• Task requirements:
Give back every record exactly.
─── Study material ───
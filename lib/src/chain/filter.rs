//! Filters rewrite a step's expectations before it runs, for behaviors
//! that depend on the request itself.

use crate::{
    chain::MessageChain,
    message::{date::parse_http_date, Message},
};

#[derive(thiserror::Error, Debug, Clone, PartialEq, Eq)]
pub enum FilterError {
    #[error("filter {filter} needs a declared 200 response, found {status:?}")]
    NotOk {
        filter: &'static str,
        status: Option<u16>,
    },
    #[error("filter {filter} needs a declared response")]
    MissingResponse { filter: &'static str },
}

pub trait Filter: std::fmt::Debug {
    fn name(&self) -> &'static str;

    /// rewrite the expectations of `step` in place
    fn apply(&self, step: &mut MessageChain) -> Result<(), FilterError>;
}

/// headers a 304 keeps from the full response
pub const NOT_MODIFIED_HEADERS: &[&str] = &[
    "cache-control",
    "content-location",
    "date",
    "etag",
    "expires",
    "vary",
    "connection",
];

/// Expects a 304 for conditional requests matching the declared
/// representation.
///
/// `If-None-Match` wins over `If-Modified-Since`, which is only looked at
/// when the former is absent. Entity tags compare weakly.
#[derive(Debug, Default, Clone, Copy)]
pub struct ConditionalCache;

impl ConditionalCache {
    pub const NAME: &'static str = "conditional-cache";

    /// whether `request` matches the representation described by `response`
    pub fn matches(request: &Message, response: &Message) -> bool {
        let none_match = request.headers.get_all("if-none-match");
        if !none_match.is_empty() {
            let etag = match response.headers.get("etag") {
                Some(etag) => normalize_etag(etag),
                None => {
                    return none_match
                        .iter()
                        .flat_map(|value| value.split(','))
                        .any(|tag| tag.trim() == "*")
                }
            };
            return none_match
                .iter()
                .flat_map(|value| value.split(','))
                .map(str::trim)
                .filter(|tag| !tag.is_empty())
                .any(|tag| tag == "*" || weak_eq(&normalize_etag(tag), &etag));
        }

        match (
            request
                .headers
                .get("if-modified-since")
                .and_then(parse_http_date),
            response
                .headers
                .get("last-modified")
                .and_then(parse_http_date),
        ) {
            (Some(since), Some(modified)) => modified <= since,
            _ => false,
        }
    }
}

impl Filter for ConditionalCache {
    fn name(&self) -> &'static str {
        Self::NAME
    }

    fn apply(&self, step: &mut MessageChain) -> Result<(), FilterError> {
        let conditional = step.request.headers.contains("if-none-match")
            || step.request.headers.contains("if-modified-since");
        if !conditional {
            return Ok(());
        }

        let response = step
            .response
            .as_mut()
            .ok_or(FilterError::MissingResponse { filter: Self::NAME })?;
        if response.status() != Some(200) {
            return Err(FilterError::NotOk {
                filter: Self::NAME,
                status: response.status(),
            });
        }
        if !ConditionalCache::matches(&step.request, response) {
            return Ok(());
        }

        debug!(
            "FILTER\t{}: {} becomes 304 Not Modified",
            Self::NAME,
            step.request
        );
        response.set_status(304);
        response
            .headers
            .retain(|name, _| NOT_MODIFIED_HEADERS.iter().any(|kept| name.eq_ignore_ascii_case(kept)));
        if let Some(etag) = response.headers.get("etag").map(normalize_etag) {
            response.headers.set("etag", etag);
        }
        response.body.clear();
        response.trailers = Default::default();
        Ok(())
    }
}

/// Quote an entity tag, keeping a weak prefix: ` abc ` gives `"abc"`
pub fn normalize_etag(tag: &str) -> String {
    let tag = tag.trim();
    let (weak, opaque) = match tag.strip_prefix("W/") {
        Some(rest) => ("W/", rest.trim()),
        None => ("", tag),
    };
    if opaque.len() >= 2 && opaque.starts_with('"') && opaque.ends_with('"') {
        format!("{weak}{opaque}")
    } else {
        format!("{weak}\"{}\"", opaque.trim_matches('"'))
    }
}

fn weak_eq(a: &str, b: &str) -> bool {
    a.trim_start_matches("W/") == b.trim_start_matches("W/")
}

pub fn filter_by_name(name: &str) -> Option<Box<dyn Filter>> {
    match name {
        ConditionalCache::NAME => Some(Box::new(ConditionalCache)),
        _ => None,
    }
}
───
• Response area:
filename lib/src/chain/filter.rs
//! Filters rewrite a step's expectations before it runs, for behaviors
//! that depend on the request itself.

use crate::{
    chain::MessageChain,
    message::{date::parse_http_date, Message},
};

#[derive(thiserror::Error, Debug, Clone, PartialEq, Eq)]
pub enum FilterError {
    #[error("filter {filter} needs a declared 200 response, found {status:?}")]
    NotOk {
        filter: &'static str,
        status: Option<u16>,
    },
    #[error("filter {filter} needs a declared response")]
    MissingResponse { filter: &'static str },
}

pub trait Filter: std::fmt::Debug {
    fn name(&self) -> &'static str;

    /// rewrite the expectations of `step` in place
    fn apply(&self, step: &mut MessageChain) -> Result<(), FilterError>;
}

/// headers a 304 keeps from the full response
pub const NOT_MODIFIED_HEADERS: &[&str] = &[
    "cache-control",
    "content-location",
    "date",
    "etag",
    "expires",
    "vary",
    "connection",
];

/// Expects a 304 for conditional requests matching the declared
/// representation.
///
/// `If-None-Match` wins over `If-Modified-Since`, which is only looked at
/// when the former is absent. Entity tags compare weakly.
#[derive(Debug, Default, Clone, Copy)]
pub struct ConditionalCache;

impl ConditionalCache {
    pub const NAME: &'static str = "conditional-cache";

    /// whether `request` matches the representation described by `response`
    pub fn matches(request: &Message, response: &Message) -> bool {
        let none_match = request.headers.get_all("if-none-match");
        if !none_match.is_empty() {
            let etag = match response.headers.get("etag") {
                Some(etag) => normalize_etag(etag),
                None => {
                    return none_match
                        .iter()
                        .flat_map(|value| value.split(','))
                        .any(|tag| tag.trim() == "*")
                }
            };
            return none_match
                .iter()
                .flat_map(|value| value.split(','))
                .map(str::trim)
                .filter(|tag| !tag.is_empty())
                .any(|tag| tag == "*" || weak_eq(&normalize_etag(tag), &etag));
        }

        match (
            request
                .headers
                .get("if-modified-since")
                .and_then(parse_http_date),
            response
                .headers
                .get("last-modified")
                .and_then(parse_http_date),
        ) {
            (Some(since), Some(modified)) => modified <= since,
            _ => false,
        }
    }
}

impl Filter for ConditionalCache {
    fn name(&self) -> &'static str {
        Self::NAME
    }

    fn apply(&self, step: &mut MessageChain) -> Result<(), FilterError> {
        let conditional = step.request.headers.contains("if-none-match")
            || step.request.headers.contains("if-modified-since");
        if !conditional {
            return Ok(());
        }

        let response = step
            .response
            .as_mut()
            .ok_or(FilterError::MissingResponse { filter: Self::NAME })?;
        if response.status() != Some(200) {
            return Err(FilterError::NotOk {
                filter: Self::NAME,
                status: response.status(),
            });
        }
        if !ConditionalCache::matches(&step.request, response) {
            return Ok(());
        }

        debug!(
            "FILTER\t{}: {} becomes 304 Not Modified",
            Self::NAME,
            step.request
        );
        response.set_status(304);
        response
            .headers
            .retain(|name, _| NOT_MODIFIED_HEADERS.iter().any(|kept| name.eq_ignore_ascii_case(kept)));
        if let Some(etag) = response.headers.get("etag").map(normalize_etag) {
            response.headers.set("etag", etag);
        }
        response.body.clear();
        response.trailers = Default::default();
        Ok(())
    }
}

/// Quote an entity tag, keeping a weak prefix: ` abc ` gives `"abc"`
pub fn normalize_etag(tag: &str) -> String {
    let tag = tag.trim();
    let (weak, opaque) = match tag.strip_prefix("W/") {
        Some(rest) => ("W/", rest.trim()),
        None => ("", tag),
    };
    if opaque.len() >= 2 && opaque.starts_with('"') && opaque.ends_with('"') {
        format!("{weak}{opaque}")
    } else {
        format!("{weak}\"{}\"", opaque.trim_matches('"'))
    }
}

fn weak_eq(a: &str, b: &str) -> bool {
    a.trim_start_matches("W/") == b.trim_start_matches("W/")
}

pub fn filter_by_name(name: &str) -> Option<Box<dyn Filter>> {
    match name {
        ConditionalCache::NAME => Some(Box::new(ConditionalCache)),
        _ => None,
    }
}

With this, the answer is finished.